Exploring Community History
Inspired by the integrative learning course HIV and AIDS in the Lehigh Valley, Victoria Retterholt ’22 is conducting summer research in public health to more closely examine how that pandemic affected local Hispanic and Latino populations.By: Meghan Kita Wednesday, July 22, 2020 03:40 PM
Victoria Retterholt ’22This spring, Victoria Retterholt ’22 took HIV and AIDS in the Lehigh Valley, an integrative learning course taught by Teaching and Learning Librarian Rachel Hamelers. While much of the coursework focused on the LGBTQ population, the class also learned that local Hispanic and Latino residents were disproportionately affected by HIV and AIDS.
Retterholt, a neuroscience major with minors in Spanish and Latin American & Caribbean studies and a Dana Scholar, was interested in learning more about that. She applied for and received a public health summer research grant. Hamelers, Retterholt’s advisor, suggested she start by digging deeper into the group Latino AIDS Outreach, which is mentioned in passing in The Morning Call archives used as source material for the class. Retterholt is also looking for primary literature concerning health outcomes for Hispanic and Latino individuals affected by HIV and AIDS on a nationwide scale, as well as local and state health bureau data from the 1990s to present day.
She found some names that appeared in articles in conjunction with Latino AIDS Outreach and contacted some of those people using LinkedIn. One woman, the former executive director of Neighborhood Health Centers of the Lehigh Valley and board member of Latinos for Healthy Communities, gave Retterholt leads for several other individuals involved in the HIV/AIDS response in the 1990s and early 2000s.
“Her passion project within that was working on HIV and AIDS and figuring out prevention education techniques specifically targeted toward the Latino community,” Retterholt says. For example, the group would throw baby showers for moms-to-be that included an educational component for guests. The purpose was to raise awareness that, at the time, the most common mode of transmission within the local Hispanic and Latino communities involved a man contracting HIV from intravenous drug use and then sexually transmitting the virus to his partner.

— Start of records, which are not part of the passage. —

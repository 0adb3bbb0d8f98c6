use std::sync::Arc;

use axum::{extract::State, http::StatusCode, Extension, Json};
use axum_derive_error::ErrorResponse;
use common::config::Config;
use db::{student, ColumnTrait, DatabaseConnection, DbErr, EntityTrait, QueryFilter};
use derive_more::{Display, Error, From};
use serde::{Deserialize, Serialize};
use validator::Validate;

use super::StudentData;
use crate::{auth, validation::ValidatedJson};

/// Errors that may occur during the login process.
#[derive(ErrorResponse, Display, From, Error)]
pub(super) enum StudentLoginError {
    /// Database-related error.
    DatabaseError(DbErr),

    /// Unable to sign an access token.
    TokenError(jsonwebtoken::errors::Error),

    #[status(StatusCode::UNAUTHORIZED)]
    #[display(fmt = "Invalid email or password")]
    InvalidCredentials,
}

#[derive(Deserialize, Validate)]
pub(super) struct LoginRequest {
    #[validate(email)]
    email: String,

    #[validate(length(min = 1))]
    password: String,
}

#[derive(Serialize)]
pub(super) struct LoginResponse {
    token: String,
    student: StudentData,
}

/// Student login handler.
///
/// Unknown emails and wrong passwords are deliberately
/// indistinguishable in the response.
pub(super) async fn login(
    State(db): State<Arc<DatabaseConnection>>,
    Extension(config): Extension<Arc<Config>>,
    ValidatedJson(request): ValidatedJson<LoginRequest>,
) -> Result<Json<LoginResponse>, StudentLoginError> {
    let model = student::Entity::find()
        .filter(student::Column::Email.eq(&*request.email))
        .one(&*db)
        .await?
        .ok_or(StudentLoginError::InvalidCredentials)?;

    if !student::verify_password(&request.password, &model.password_hash) {
        return Err(StudentLoginError::InvalidCredentials);
    }

    let token = auth::issue_token(model.id, &config.auth)?;

    Ok(Json(LoginResponse {
        token,
        student: model.into(),
    }))
}

#[cfg(test)]
mod tests {
    use std::sync::Arc;

    use crate::testing::{create_database, create_student, RequestBodyExt, ResponseBodyExt};

    use assert_json::{assert_json, validators};
    use axum::{
        body::Body,
        http::{Request, StatusCode},
    };
    use common::config::Config;
    use serde_json::json;
    use tower::ServiceExt;

    fn login_request(email: &str, password: &str) -> Request<Body> {
        Request::builder()
            .method("POST")
            .uri("/auth/login")
            .header("Content-Type", "application/json")
            .body(Body::from_json(json!({
                "email": email,
                "password": password,
            })))
            .unwrap()
    }

    #[tokio::test]
    async fn successful() {
        let db = create_database().await;

        create_student(&db, "Test Student", "CS2021001", "student@example.com").await;

        let response = crate::app_router(Arc::new(db), Arc::new(Config::for_tests()))
            .oneshot(login_request("student@example.com", "password123"))
            .await
            .unwrap();

        assert_eq!(response.status(), StatusCode::OK);

        assert_json!(response.json().await, {
            "token": validators::string(|val| {
                (!val.is_empty())
                    .then_some(())
                    .ok_or(String::from("empty token"))
            }),
            "student": {
                "email": "student@example.com",
            }
        });
    }

    #[tokio::test]
    async fn wrong_password() {
        let db = create_database().await;

        create_student(&db, "Test Student", "CS2021001", "student@example.com").await;

        let response = crate::app_router(Arc::new(db), Arc::new(Config::for_tests()))
            .oneshot(login_request("student@example.com", "not-the-password"))
            .await
            .unwrap();

        assert_eq!(response.status(), StatusCode::UNAUTHORIZED);
        assert_eq!(response.error().await, "Invalid email or password");
    }

    #[tokio::test]
    async fn unknown_email() {
        let db = create_database().await;

        let response = crate::app_router(Arc::new(db), Arc::new(Config::for_tests()))
            .oneshot(login_request("nobody@example.com", "password123"))
            .await
            .unwrap();

        assert_eq!(response.status(), StatusCode::UNAUTHORIZED);
    }
}
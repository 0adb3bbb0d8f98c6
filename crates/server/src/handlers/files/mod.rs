/// File information route.
mod details;

/// Team and idea file listing routes.
mod list;

/// Team and idea file upload routes.
mod upload;

use std::sync::Arc;

use axum::{
    extract::DefaultBodyLimit,
    routing::{get, post},
    Router,
};
use db::{file, DatabaseConnection};
use serde::Serialize;

/// File extensions accepted for upload.
pub(super) const ALLOWED_EXTENSIONS: &[&str] = &[
    "pdf", "png", "jpg", "jpeg", "doc", "docx", "ppt", "pptx", "xls", "xlsx", "txt", "zip",
];

/// Request body ceiling for uploads, kept above the stored file
/// size limit to leave room for multipart framing.
const UPLOAD_BODY_LIMIT: usize = 12 * 1024 * 1024;

/// Create a router that provides file upload and retrieval routes.
pub(crate) fn routes() -> Router<Arc<DatabaseConnection>> {
    Router::new()
        .route("/upload/team", post(upload::team))
        .route("/upload/idea/:id", post(upload::idea))
        .route("/team/:id", get(list::team))
        .route("/idea/:id", get(list::idea))
        .route("/:id", get(details::details))
        .layer(DefaultBodyLimit::max(UPLOAD_BODY_LIMIT))
}

/// Serializable file metadata.
#[derive(Serialize)]
pub(super) struct FileData {
    pub id: i64,
    pub original_filename: String,
    pub file_type: String,
    pub file_size: i64,
    pub public_url: Option<String>,
    pub team_id: Option<i64>,
    pub idea_id: Option<i64>,
}

impl From<file::Model> for FileData {
    fn from(model: file::Model) -> Self {
        FileData {
            id: model.id,
            original_filename: model.original_filename,
            file_type: model.file_type,
            file_size: model.file_size,
            public_url: model.public_url,
            team_id: model.team_id,
            idea_id: model.idea_id,
        }
    }
}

“It was more difficult to receive funding for educational programs that talked about clean needle usage or drug prevention or education,” Retterholt says—most programs focused on the most common mode of transmission nationally, which was men having sex with other men.
Retterholt plans to continue her research into the fall in order to pursue all the leads she now has to gather more information about Latino AIDS Outreach and other contemporaneous organizations that worked in the Lehigh Valley’s Hispanic and Latino communities. Looking ahead, after graduation, she’s considering dual-degree physician assistant and master’s of public health programs.
“[This experience] definitely has shaped my academic interests,” she says. “I wish I had discovered my interest in public health earlier; I would have loved to study it more in depth by minoring in it.”